Your task: Every record that follows must be given again exactly.

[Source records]
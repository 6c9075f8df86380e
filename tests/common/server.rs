//! Mock API server setup

use deviation_dl::{ApiClient, Config};
use serde_json::{Value, json};
use std::sync::Arc;
use std::time::Duration;
use wiremock::matchers::{method, path, query_param};
use wiremock::{Mock, MockServer, ResponseTemplate};

/// API root path on the mock server
pub const API_ROOT: &str = "/api/v1/oauth2";

/// Configuration pointing at `server` with a fast backoff and no token store
pub fn config_for(server: &MockServer) -> Config {
    let mut config = Config::default();
    config.token_cache.path = None;
    config.api.api_root = format!("{}{}", server.uri(), API_ROOT);
    config.api.token_url = format!("{}/oauth2/token", server.uri());
    config.retry.backoff_step = Duration::from_millis(1);
    config
}

/// Start a server whose token endpoint hands out `token`
pub async fn start_server(token: &str) -> MockServer {
    let server = MockServer::start().await;
    Mock::given(method("POST"))
        .and(path("/oauth2/token"))
        .respond_with(
            ResponseTemplate::new(200).set_body_json(json!({"access_token": token})),
        )
        .mount(&server)
        .await;
    server
}

/// Build a shared client for `config`
pub async fn client(config: &Config) -> Arc<ApiClient> {
    Arc::new(
        ApiClient::from_config(config)
            .await
            .expect("failed to build client"),
    )
}

/// Serve `body` for GET requests to an API endpoint
pub async fn serve(server: &MockServer, endpoint: &str, body: Value) {
    Mock::given(method("GET"))
        .and(path(format!("{}/{}", API_ROOT, endpoint)))
        .respond_with(ResponseTemplate::new(200).set_body_json(body))
        .mount(server)
        .await;
}

/// Serve `body` for GET requests to an API endpoint at one listing offset
pub async fn serve_page(server: &MockServer, endpoint: &str, offset: u64, body: Value) {
    Mock::given(method("GET"))
        .and(path(format!("{}/{}", API_ROOT, endpoint)))
        .and(query_param("offset", offset.to_string()))
        .respond_with(ResponseTemplate::new(200).set_body_json(body))
        .mount(server)
        .await;
}

/// Number of requests the server received for a path
pub async fn request_count(server: &MockServer, request_path: &str) -> usize {
    server
        .received_requests()
        .await
        .unwrap_or_default()
        .iter()
        .filter(|r| r.url.path() == request_path)
        .count()
}
//! API response fixtures

use serde_json::{Value, json};

/// Author object as returned by the API
pub fn author(username: &str) -> Value {
    json!({
        "username": username,
        "userid": format!("{}-id", username),
        "usericon": format!("https://a.deviantart.net/avatars/{}.png", username),
        "type": "regular"
    })
}

/// Image deviation with the usual bulky fields attached
pub fn image(id: u64, username: &str) -> Value {
    json!({
        "deviationid": format!("DEV-{}", id),
        "url": format!("https://{}.deviantart.com/art/Artwork-{}", username, id),
        "title": format!("Artwork {}", id),
        "author": author(username),
        "content": {
            "src": format!("https://orig.example/f/{}/artwork_by_{}-d{}.jpg", id, username, id),
            "width": 1920,
            "height": 1080,
            "filesize": 523_000
        },
        "stats": {"comments": 4, "favourites": 17},
        "preview": {"src": "https://orig.example/pre.jpg", "width": 300},
        "thumbs": [{"src": "https://orig.example/t1.jpg"}]
    })
}

/// Journal deviation carrying only an excerpt
pub fn journal(id: u64, username: &str, title: &str) -> Value {
    json!({
        "deviationid": format!("JRN-{}", id),
        "url": format!("https://{}.deviantart.com/journal/Entry-{}", username, id),
        "title": title,
        "author": author(username),
        "excerpt": "A short excerpt"
    })
}

/// Listing page in cursor format
pub fn listing(results: Vec<Value>, next_offset: Option<u64>) -> Value {
    json!({
        "results": results,
        "has_more": next_offset.is_some(),
        "next_offset": next_offset
    })
}
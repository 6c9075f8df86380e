use crate::db::*;
use tempfile::NamedTempFile;

#[tokio::test]
async fn test_migrations_create_token_table() {
    let temp_file = NamedTempFile::new().unwrap();
    let db = Database::new(temp_file.path()).await.unwrap();

    let count: i64 = sqlx::query_scalar(
        "SELECT COUNT(*) FROM sqlite_master WHERE type = 'table' AND name = 'access_tokens'",
    )
    .fetch_one(db.pool())
    .await
    .unwrap();
    assert_eq!(count, 1);

    let version: i64 = sqlx::query_scalar("SELECT MAX(version) FROM schema_version")
        .fetch_one(db.pool())
        .await
        .unwrap();
    assert_eq!(version, 1);

    db.close().await;
}

#[tokio::test]
async fn test_migrations_are_idempotent_across_reopen() {
    let temp_file = NamedTempFile::new().unwrap();

    let db = Database::new(temp_file.path()).await.unwrap();
    db.close().await;

    // Reopening must not try to re-create existing tables
    let db = Database::new(temp_file.path()).await.unwrap();
    let applied: i64 = sqlx::query_scalar("SELECT COUNT(*) FROM schema_version")
        .fetch_one(db.pool())
        .await
        .unwrap();
    assert_eq!(applied, 1);

    db.close().await;
}

#[tokio::test]
async fn test_new_creates_missing_parent_directory() {
    let temp_dir = tempfile::tempdir().unwrap();
    let path = temp_dir.path().join("nested").join("tokens.db");

    let db = Database::new(&path).await.unwrap();
    assert!(path.exists());

    db.close().await;
}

Written solution:
repository 6c9075f8df86380e
filename tests/common/server.rs
//! Mock API server setup

use deviation_dl::{ApiClient, Config};
use serde_json::{Value, json};
use std::sync::Arc;
use std::time::Duration;
use wiremock::matchers::{method, path, query_param};
use wiremock::{Mock, MockServer, ResponseTemplate};

/// API root path on the mock server
pub const API_ROOT: &str = "/api/v1/oauth2";

/// Configuration pointing at `server` with a fast backoff and no token store
pub fn config_for(server: &MockServer) -> Config {
    let mut config = Config::default();
    config.token_cache.path = None;
    config.api.api_root = format!("{}{}", server.uri(), API_ROOT);
    config.api.token_url = format!("{}/oauth2/token", server.uri());
    config.retry.backoff_step = Duration::from_millis(1);
    config
}

/// Start a server whose token endpoint hands out `token`
pub async fn start_server(token: &str) -> MockServer {
    let server = MockServer::start().await;
    Mock::given(method("POST"))
        .and(path("/oauth2/token"))
        .respond_with(
            ResponseTemplate::new(200).set_body_json(json!({"access_token": token})),
        )
        .mount(&server)
        .await;
    server
}

/// Build a shared client for `config`
pub async fn client(config: &Config) -> Arc<ApiClient> {
    Arc::new(
        ApiClient::from_config(config)
            .await
            .expect("failed to build client"),
    )
}

/// Serve `body` for GET requests to an API endpoint
pub async fn serve(server: &MockServer, endpoint: &str, body: Value) {
    Mock::given(method("GET"))
        .and(path(format!("{}/{}", API_ROOT, endpoint)))
        .respond_with(ResponseTemplate::new(200).set_body_json(body))
        .mount(server)
        .await;
}

/// Serve `body` for GET requests to an API endpoint at one listing offset
pub async fn serve_page(server: &MockServer, endpoint: &str, offset: u64, body: Value) {
    Mock::given(method("GET"))
        .and(path(format!("{}/{}", API_ROOT, endpoint)))
        .and(query_param("offset", offset.to_string()))
        .respond_with(ResponseTemplate::new(200).set_body_json(body))
        .mount(server)
        .await;
}

/// Number of requests the server received for a path
pub async fn request_count(server: &MockServer, request_path: &str) -> usize {
    server
        .received_requests()
        .await
        .unwrap_or_default()
        .iter()
        .filter(|r| r.url.path() == request_path)
        .count()
}
//! API response fixtures

use serde_json::{Value, json};

/// Author object as returned by the API
pub fn author(username: &str) -> Value {
    json!({
        "username": username,
        "userid": format!("{}-id", username),
        "usericon": format!("https://a.deviantart.net/avatars/{}.png", username),
        "type": "regular"
    })
}

/// Image deviation with the usual bulky fields attached
pub fn image(id: u64, username: &str) -> Value {
    json!({
        "deviationid": format!("DEV-{}", id),
        "url": format!("https://{}.deviantart.com/art/Artwork-{}", username, id),
        "title": format!("Artwork {}", id),
        "author": author(username),
        "content": {
            "src": format!("https://orig.example/f/{}/artwork_by_{}-d{}.jpg", id, username, id),
            "width": 1920,
            "height": 1080,
            "filesize": 523_000
        },
        "stats": {"comments": 4, "favourites": 17},
        "preview": {"src": "https://orig.example/pre.jpg", "width": 300},
        "thumbs": [{"src": "https://orig.example/t1.jpg"}]
    })
}

/// Journal deviation carrying only an excerpt
pub fn journal(id: u64, username: &str, title: &str) -> Value {
    json!({
        "deviationid": format!("JRN-{}", id),
        "url": format!("https://{}.deviantart.com/journal/Entry-{}", username, id),
        "title": title,
        "author": author(username),
        "excerpt": "A short excerpt"
    })
}

/// Listing page in cursor format
pub fn listing(results: Vec<Value>, next_offset: Option<u64>) -> Value {
    json!({
        "results": results,
        "has_more": next_offset.is_some(),
        "next_offset": next_offset
    })
}
repository 6c9075f8df86380e
use crate::db::*;
use tempfile::NamedTempFile;

#[tokio::test]
async fn test_migrations_create_token_table() {
    let temp_file = NamedTempFile::new().unwrap();
    let db = Database::new(temp_file.path()).await.unwrap();

    let count: i64 = sqlx::query_scalar(
        "SELECT COUNT(*) FROM sqlite_master WHERE type = 'table' AND name = 'access_tokens'",
    )
    .fetch_one(db.pool())
    .await
    .unwrap();
    assert_eq!(count, 1);

    let version: i64 = sqlx::query_scalar("SELECT MAX(version) FROM schema_version")
        .fetch_one(db.pool())
        .await
        .unwrap();
    assert_eq!(version, 1);

    db.close().await;
}

#[tokio::test]
async fn test_migrations_are_idempotent_across_reopen() {
    let temp_file = NamedTempFile::new().unwrap();

    let db = Database::new(temp_file.path()).await.unwrap();
    db.close().await;

    // Reopening must not try to re-create existing tables
    let db = Database::new(temp_file.path()).await.unwrap();
    let applied: i64 = sqlx::query_scalar("SELECT COUNT(*) FROM schema_version")
        .fetch_one(db.pool())
        .await
        .unwrap();
    assert_eq!(applied, 1);

    db.close().await;
}

#[tokio::test]
async fn test_new_creates_missing_parent_directory() {
    let temp_dir = tempfile::tempdir().unwrap();
    let path = temp_dir.path().join("nested").join("tokens.db");

    let db = Database::new(&path).await.unwrap();
    assert!(path.exists());

    db.close().await;
}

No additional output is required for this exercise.